5. Google Play Checklist
- Complete Data safety with all collected/shared categories, purposes, encryption in transit, account deletion, and data deletion details.
- Set the account deletion web URL to https://baskettrainer.com/legal/account-deletion.html.
- Complete the Health apps declaration if Google Play classifies the app as health, fitness, exercise, or body-composition related.
- Verify whether the build requests Advertising ID. If the app does not use ads or ad measurement, remove the AD_ID permission and declare no advertising ID collection.
- Disclose camera, microphone, files/photos, notifications, and wearable companion use exactly as implemented.
- Make sure public privacy policy content is accessible without login and matches the data in the Play Console form.

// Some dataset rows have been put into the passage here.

use crate::climate::Climate;
use crate::geodesic::Geodesic;

/// Energy moved per second per kelvin of temperature difference across an
/// edge.
const DIFFUSION_COEFFICIENT: f64 = 3.0;

/// One explicit conduction step of `dt` seconds: each cell's land and air
/// reservoirs move energy along the local temperature Laplacian.
///
/// Rates are computed from a pre-step temperature snapshot, so traversal
/// order cannot leak into the result. Stability requires
/// `dt · 3 · degree` to stay well under the smallest heat capacity.
pub fn diffuse(climates: &mut [Climate], sphere: &Geodesic, dt: f64) {
    let land_temps: Vec<f64> = climates.iter().map(Climate::land_temperature).collect();
    let air_temps: Vec<f64> = climates.iter().map(Climate::air_temperature).collect();

    let mut land_rates = vec![0.0; climates.len()];
    let mut air_rates = vec![0.0; climates.len()];
    for i in 0..climates.len() {
        for &n in sphere.neighbors(i) {
            land_rates[i] += land_temps[n] - land_temps[i];
            air_rates[i] += air_temps[n] - air_temps[i];
        }
    }

    for (i, climate) in climates.iter_mut().enumerate() {
        climate.land_energy += land_rates[i] * DIFFUSION_COEFFICIENT * dt;
        climate.air_energy += air_rates[i] * DIFFUSION_COEFFICIENT * dt;
    }
}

6. Draft Store Positioning
- Ads: no advertising network is intentionally described in the current product documentation.
- Sale of data: BasketTrainer privacy docs should state that personal, health, and fitness data is not sold.
- Tracking across companies' apps/sites: only declare tracking if the release actually links data with third-party data for advertising or measurement under Apple/Google definitions.
- Encryption in transit: API and website traffic should be served over HTTPS. Confirm all production endpoints and media URLs before submission.
- Deletion: email deletion path is documented publicly; add/confirm in-app deletion for stricter store compliance.